[[ AVAILABLE RECORDS open ]]
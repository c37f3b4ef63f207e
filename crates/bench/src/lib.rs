use std::time::Duration;

use criterion::measurement::Measurement;
use criterion::{BenchmarkGroup, SamplingMode};
use rand::rngs::StdRng;
use rand::{Rng, SeedableRng};

const RNG_SEED: u64 = 0x5EED_2026;

/// Criterion settings for one band of input lengths.
#[derive(Clone, Copy, Debug)]
pub struct RuntimeProfile {
    /// Largest input length this profile covers.
    pub max_len: usize,
    pub sample_size: usize,
    pub warm_up_ms: u64,
    pub measure_ms: u64,
    pub flat_sampling: bool,
}

/// Ordered by `max_len`. Up to 64Ki elements a sort takes well under a millisecond;
/// the 1Mi and 4Mi inputs take tens of milliseconds per iteration, so they get flat
/// sampling and fewer samples.
pub const RUNTIME_PROFILES: [RuntimeProfile; 3] = [
    RuntimeProfile {
        max_len: 1 << 16,
        sample_size: 20,
        warm_up_ms: 100,
        measure_ms: 300,
        flat_sampling: false,
    },
    RuntimeProfile {
        max_len: 1 << 20,
        sample_size: 10,
        warm_up_ms: 500,
        measure_ms: 2000,
        flat_sampling: true,
    },
    RuntimeProfile {
        max_len: usize::MAX,
        sample_size: 10,
        warm_up_ms: 1000,
        measure_ms: 5000,
        flat_sampling: true,
    },
];

pub fn runtime_profile_for_len(len: usize) -> RuntimeProfile {
    RUNTIME_PROFILES
        .iter()
        .copied()
        .find(|profile| len <= profile.max_len)
        .unwrap_or(RUNTIME_PROFILES[RUNTIME_PROFILES.len() - 1])
}

pub fn apply_runtime_for_len<M: Measurement>(group: &mut BenchmarkGroup<'_, M>, len: usize) {
    let profile = runtime_profile_for_len(len);
    group.sampling_mode(if profile.flat_sampling {
        SamplingMode::Flat
    } else {
        SamplingMode::Auto
    });
    group.sample_size(profile.sample_size);
    group.warm_up_time(Duration::from_millis(profile.warm_up_ms));
    group.measurement_time(Duration::from_millis(profile.measure_ms));
}

pub fn default_rng() -> StdRng {
    StdRng::seed_from_u64(RNG_SEED)
}

#[derive(Clone, Copy, Debug, Eq, PartialEq)]
pub enum Distribution {
    RandomUniform,
    NearlySorted1pctSwaps,
    Descending,
    FewUnique,
    AllEqual,
}

pub const ALL_DISTRIBUTIONS: [Distribution; 5] = [
    Distribution::RandomUniform,
    Distribution::NearlySorted1pctSwaps,
    Distribution::Descending,
    Distribution::FewUnique,
    Distribution::AllEqual,
];

impl Distribution {
    pub fn label(self) -> &'static str {
        match self {
            Self::RandomUniform => "random_uniform",
            Self::NearlySorted1pctSwaps => "nearly_sorted_1pct_swaps",
            Self::Descending => "descending",
            Self::FewUnique => "few_unique",
            Self::AllEqual => "all_equal",
        }
    }
}

pub fn generate_dataset<R: Rng>(rng: &mut R, dist: Distribution, len: usize) -> Vec<i32> {
    match dist {
        Distribution::RandomUniform => (0..len).map(|_| rng.random::<i32>()).collect(),
        Distribution::NearlySorted1pctSwaps => {
            let mut data: Vec<i32> = (0..len).map(|i| i as i32).collect();
            if len > 0 {
                let swaps = (len / 100).max(1);
                for _ in 0..swaps {
                    let a = rng.random_range(0..len);
                    let b = rng.random_range(0..len);
                    data.swap(a, b);
                }
            }
            data
        }
        Distribution::Descending => (0..len).rev().map(|i| i as i32).collect(),
        Distribution::FewUnique => (0..len).map(|_| rng.random_range(0..8)).collect(),
        Distribution::AllEqual => vec![42; len],
    }
}
pub mod api_connection;
pub mod cli;
pub mod config;
pub mod custom_items;
pub mod grocery_aggregator;
pub mod grocery_export;
pub mod ingredient_normalizer;
pub mod models;
pub mod prep;
pub mod section_order;
pub mod sections;
pub mod units;
use anyhow::{Context, Result};
use serde::{Deserialize, Serialize};
use std::fs;
use std::path::{Path, PathBuf};

/// Free-text items the user adds to the current prep's shopping list,
/// on top of what the recipes call for.
#[derive(Debug, Serialize, Deserialize, Clone, PartialEq, Default)]
pub struct CustomItemList {
    #[serde(default)]
    items: Vec<String>,
    #[serde(skip)]
    storage_file: Option<PathBuf>,
}

impl CustomItemList {
    /// Opens the list stored at `path`; a missing or empty file is an empty list.
    pub fn open(path: &Path) -> Result<Self> {
        let mut list = if path.exists() && path.metadata()?.len() > 0 {
            let contents = fs::read_to_string(path)
                .with_context(|| format!("Failed to read custom items from {:?}", path))?;
            serde_json::from_str::<CustomItemList>(&contents)
                .with_context(|| format!("Custom items file {:?} is not valid JSON", path))?
        } else {
            CustomItemList::default()
        };
        list.storage_file = Some(path.to_path_buf());
        Ok(list)
    }

    pub fn items(&self) -> &[String] {
        &self.items
    }

    pub fn is_empty(&self) -> bool {
        self.items.is_empty()
    }

    /// Adds a trimmed item. Blank input is ignored and reported as `false`.
    pub fn add(&mut self, item: &str) -> bool {
        let item = item.trim();
        if item.is_empty() {
            return false;
        }
        self.items.push(item.to_string());
        true
    }

    /// Removes every entry equal to `item`, returning how many were removed.
    pub fn remove(&mut self, item: &str) -> usize {
        let before = self.items.len();
        self.items.retain(|existing| existing != item);
        before - self.items.len()
    }

    pub fn clear(&mut self) {
        self.items.clear();
    }

    pub fn save(&self) -> Result<()> {
        let Some(path) = &self.storage_file else {
            anyhow::bail!("Custom item list has no storage file");
        };
        if let Some(parent) = path.parent().filter(|p| !p.as_os_str().is_empty()) {
            fs::create_dir_all(parent)
                .with_context(|| format!("Failed to create data directory {:?}", parent))?;
        }
        let serialized = serde_json::to_string_pretty(self)?;
        fs::write(path, serialized)
            .with_context(|| format!("Failed to write custom items to {:?}", path))?;
        Ok(())
    }
}

#[cfg(test)]
mod tests {
    use super::*;
    use tempfile::tempdir;

    #[test]
    fn test_add_trims_and_ignores_blank() {
        let mut list = CustomItemList::default();
        assert!(list.add("  paper towels "));
        assert!(!list.add("   "));
        assert_eq!(list.items(), &["paper towels".to_string()]);
    }

    #[test]
    fn test_remove_drops_every_match() {
        let mut list = CustomItemList::default();
        list.add("coffee");
        list.add("foil");
        list.add("coffee");
        assert_eq!(list.remove("coffee"), 2);
        assert_eq!(list.items(), &["foil".to_string()]);
        assert_eq!(list.remove("coffee"), 0);
    }

    #[test]
    fn test_save_and_reopen() -> Result<()> {
        let dir = tempdir()?;
        let path = dir.path().join("data").join("custom_items.json");

        let mut list = CustomItemList::open(&path)?;
        assert!(list.is_empty());
        list.add("dish soap");
        list.save()?;

        let reopened = CustomItemList::open(&path)?;
        assert_eq!(reopened.items(), &["dish soap".to_string()]);
        Ok(())
    }

    #[test]
    fn test_save_without_storage_file_fails() {
        let list = CustomItemList::default();
        assert!(list.save().is_err());
    }

    #[test]
    fn test_corrupt_file_is_an_error() -> Result<()> {
        let dir = tempdir()?;
        let path = dir.path().join("custom_items.json");
        fs::write(&path, "[not json")?;
        let result = CustomItemList::open(&path);
        assert!(result.unwrap_err().to_string().contains("not valid JSON"));
        Ok(())
    }
}
use dotenv::dotenv;
use std::env;
use std::fmt::Display;
use std::path::PathBuf;
use std::str::FromStr;
use tracing::{info, warn};

pub const API_URL_ENV_VAR: &str = "MEAL_PREP_API_URL";
pub const TOKEN_VAR_ENV_VAR: &str = "MEAL_PREP_TOKEN_VAR";
pub const DATA_DIR_ENV_VAR: &str = "MEAL_PREP_DATA_DIR";
pub const PREFER_METRIC_ENV_VAR: &str = "MEAL_PREP_PREFER_METRIC";

const DEFAULT_API_URL: &str = "http://localhost:4000/api";
const DEFAULT_TOKEN_ENV_VAR: &str = "MEAL_PREP_TOKEN";
const DEFAULT_DATA_DIR: &str = ".meal_prep";

const SECTION_ORDER_FILE: &str = "section_order.json";
const CUSTOM_ITEMS_FILE: &str = "custom_items.json";

#[derive(Debug, Clone, PartialEq)]
pub struct AppConfig {
    pub api_base_url: String,
    /// Name of the environment variable holding the bearer token, not the token.
    pub token_env_var: String,
    pub data_dir: PathBuf,
    pub prefer_metric: bool,
}

impl Default for AppConfig {
    fn default() -> Self {
        Self {
            api_base_url: DEFAULT_API_URL.to_string(),
            token_env_var: DEFAULT_TOKEN_ENV_VAR.to_string(),
            data_dir: PathBuf::from(DEFAULT_DATA_DIR),
            prefer_metric: false,
        }
    }
}

impl AppConfig {
    /// Loads `.env` if present, then reads every setting from the environment,
    /// falling back to defaults for unset or unparsable values.
    pub fn from_env() -> Self {
        dotenv().ok();
        Self::from_lookup(|key| env::var(key).ok())
    }

    pub fn from_lookup(lookup: impl Fn(&str) -> Option<String>) -> Self {
        let defaults = Self::default();
        Self {
            api_base_url: lookup(API_URL_ENV_VAR).unwrap_or(defaults.api_base_url),
            token_env_var: lookup(TOKEN_VAR_ENV_VAR).unwrap_or(defaults.token_env_var),
            data_dir: lookup(DATA_DIR_ENV_VAR)
                .map(PathBuf::from)
                .unwrap_or(defaults.data_dir),
            prefer_metric: parse_or_default(&lookup, PREFER_METRIC_ENV_VAR, defaults.prefer_metric),
        }
    }

    pub fn section_order_path(&self) -> PathBuf {
        self.data_dir.join(SECTION_ORDER_FILE)
    }

    pub fn custom_items_path(&self) -> PathBuf {
        self.data_dir.join(CUSTOM_ITEMS_FILE)
    }
}

fn parse_or_default<T>(lookup: &impl Fn(&str) -> Option<String>, key: &str, default: T) -> T
where
    T: FromStr + Display,
    T::Err: Display,
{
    match lookup(key) {
        None => {
            info!("{key} not set, using default: {default}");
            default
        }
        Some(raw) => raw.trim().parse().unwrap_or_else(|e| {
            warn!("Invalid {key} value '{raw}': {e}, using default: {default}");
            default
        }),
    }
}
[[ AVAILABLE RECORDS closed ]]
Everything in the material above from the line that has "use criterion::measurement::Measurement;" through the line that has "group.sample_size(profile.sample_size);" must be duplicated exactly, with no other lines given.

use criterion::measurement::Measurement;
use criterion::{BenchmarkGroup, SamplingMode};
use rand::rngs::StdRng;
use rand::{Rng, SeedableRng};

const RNG_SEED: u64 = 0x5EED_2026;

/// Criterion settings for one band of input lengths.
#[derive(Clone, Copy, Debug)]
pub struct RuntimeProfile {
    /// Largest input length this profile covers.
    pub max_len: usize,
    pub sample_size: usize,
    pub warm_up_ms: u64,
    pub measure_ms: u64,
    pub flat_sampling: bool,
}

/// Ordered by `max_len`. Up to 64Ki elements a sort takes well under a millisecond;
/// the 1Mi and 4Mi inputs take tens of milliseconds per iteration, so they get flat
/// sampling and fewer samples.
pub const RUNTIME_PROFILES: [RuntimeProfile; 3] = [
    RuntimeProfile {
        max_len: 1 << 16,
        sample_size: 20,
        warm_up_ms: 100,
        measure_ms: 300,
        flat_sampling: false,
    },
    RuntimeProfile {
        max_len: 1 << 20,
        sample_size: 10,
        warm_up_ms: 500,
        measure_ms: 2000,
        flat_sampling: true,
    },
    RuntimeProfile {
        max_len: usize::MAX,
        sample_size: 10,
        warm_up_ms: 1000,
        measure_ms: 5000,
        flat_sampling: true,
    },
];

pub fn runtime_profile_for_len(len: usize) -> RuntimeProfile {
    RUNTIME_PROFILES
        .iter()
        .copied()
        .find(|profile| len <= profile.max_len)
        .unwrap_or(RUNTIME_PROFILES[RUNTIME_PROFILES.len() - 1])
}

pub fn apply_runtime_for_len<M: Measurement>(group: &mut BenchmarkGroup<'_, M>, len: usize) {
    let profile = runtime_profile_for_len(len);
    group.sampling_mode(if profile.flat_sampling {
        SamplingMode::Flat
    } else {
        SamplingMode::Auto
    });
    group.sample_size(profile.sample_size);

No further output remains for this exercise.